The idea behind it is that if you believe in the value of your home and feel the buyer will make the mortgage payments without fail, it can be a good investment and a means to facilitate the sale of your home. In tough times, it may make of break the sale of your home as sellers shop around for the best terms, especially when conventional lenders offer less than 100% financing.

Interest Rates on Seller Carryback Financing

The mortgage rate on a seller carryback is determined by the buyer and seller, and takes into account the amount of down payment and the credit profile of the buyer. Obviously a buyer with poor credit will be subject to a much higher credit score than a borrower with a solid credit history.

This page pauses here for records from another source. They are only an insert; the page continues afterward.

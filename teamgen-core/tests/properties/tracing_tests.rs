//! Property-based tests for logging configuration

use proptest::prelude::*;
use teamgen_core::tracing::{TracingConfig, TracingLevel, TracingOutput, span_names};

// ========== Strategies ==========

fn arb_tracing_level() -> impl Strategy<Value = TracingLevel> {
    prop_oneof![
        Just(TracingLevel::Error),
        Just(TracingLevel::Warn),
        Just(TracingLevel::Info),
        Just(TracingLevel::Debug),
        Just(TracingLevel::Trace),
    ]
}

fn arb_tracing_output() -> impl Strategy<Value = TracingOutput> {
    prop_oneof![Just(TracingOutput::Stdout), Just(TracingOutput::Stderr)]
}

proptest! {
    #![proptest_config(ProptestConfig::with_cases(100))]

    #[test]
    fn tracing_config_builder_composable(
        level in arb_tracing_level(),
        output in arb_tracing_output(),
        thread_ids in any::<bool>(),
    ) {
        let config = TracingConfig::new()
            .with_level(level)
            .with_output(output.clone())
            .with_thread_ids(thread_ids);

        prop_assert_eq!(config.level, level);
        prop_assert_eq!(config.output, output);
        prop_assert_eq!(config.thread_ids, thread_ids);
        prop_assert!(config.filter.is_none());
    }

    #[test]
    fn tracing_level_roundtrip(level in arb_tracing_level()) {
        let parsed: Result<TracingLevel, _> = level.to_string().parse();
        prop_assert_eq!(parsed, Ok(level));

        let parsed_upper: Result<TracingLevel, _> = level.to_string().to_uppercase().parse();
        prop_assert_eq!(parsed_upper, Ok(level));
    }

    /// Verbosity never lowers the level and saturates at trace
    #[test]
    fn raised_level_is_monotonic(level in arb_tracing_level(), verbosity in 0u8..=255) {
        let raised = TracingLevel::raised_by(level, verbosity);
        prop_assert!(raised >= level);
        prop_assert!(TracingLevel::raised_by(level, verbosity.saturating_add(1)) >= raised);
        if verbosity >= 4 {
            prop_assert_eq!(raised, TracingLevel::Trace);
        }
    }

    #[test]
    fn default_directive_names_both_crates(level in arb_tracing_level()) {
        let directive = TracingConfig::new().with_level(level).default_directive();
        prop_assert_eq!(directive, format!("teamgen_core={level},teamgen={level}"));
    }
}

#[test]
fn span_names_follow_naming_convention() {
    for name in [
        span_names::BALANCE_EXECUTE,
        span_names::REVEAL_RUN,
        span_names::STORE_LOAD,
        span_names::STORE_SAVE,
        span_names::EXPORT_EXECUTE,
        span_names::CONFIG_LOAD,
        span_names::CONFIG_SAVE,
    ] {
        let (category, operation) = name.split_once('.').unwrap();
        assert!(!category.is_empty() && !operation.is_empty(), "{name}");
    }
}

#[test]
fn default_config_is_quiet() {
    let config = TracingConfig::default();
    assert_eq!(config.level, TracingLevel::Warn);
    assert_eq!(config.output, TracingOutput::Stderr);
    assert!(!config.thread_ids);
    assert!(config.filter.is_none());
}

#[test]
fn verbosity_steps_from_warn() {
    assert_eq!(TracingLevel::raised_by(TracingLevel::Warn, 0), TracingLevel::Warn);
    assert_eq!(TracingLevel::raised_by(TracingLevel::Warn, 1), TracingLevel::Info);
    assert_eq!(TracingLevel::raised_by(TracingLevel::Warn, 2), TracingLevel::Debug);
    assert_eq!(TracingLevel::raised_by(TracingLevel::Warn, 3), TracingLevel::Trace);
}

The interest rate is usually in the range of 8-15% on a seller carryback, and the terms can vary just like a typical lender-based loan, ranging from an adjustable-rate to a fixed mortgage product. It is almost always going to be higher than a market-based interest rate because it is assumed that a seller carryback is only being offered because no other bank or lender will offer the same financing terms.

The structure of a seller carryback can vary based on what is negotiated between buyer and seller. Typically, a buyer will get an 80% first mortgage with a large bank or mortgage lender, put 10% down and carryback the remaining 10% with the seller. Sometimes the seller carryback will only be 5% or potentially up to 20% of the asking price.

Do keep in mind that many lenders don’t allow seller carryback financing, so it’s advisable to discuss your intentions with the mortgage broker or loan officer handling your deal.

If you are a seller thinking about offering carryback financing, do note that in the event of a foreclosure, you are the last party to be paid. The first mortgage always gets paid off first, and if little or no money remains after that, you may end up with a big loss.

Ask the buyer to give you permission to show you their loan approval and their credit report so you can make an informed decision before you put it in writing. And always create a formal document that details the interest rate, loan amount, terms, and have the paperwork notarized and handled by an escrow or title company.

Note: Seller carryback financing may also be referred to as a purchase money mortgage.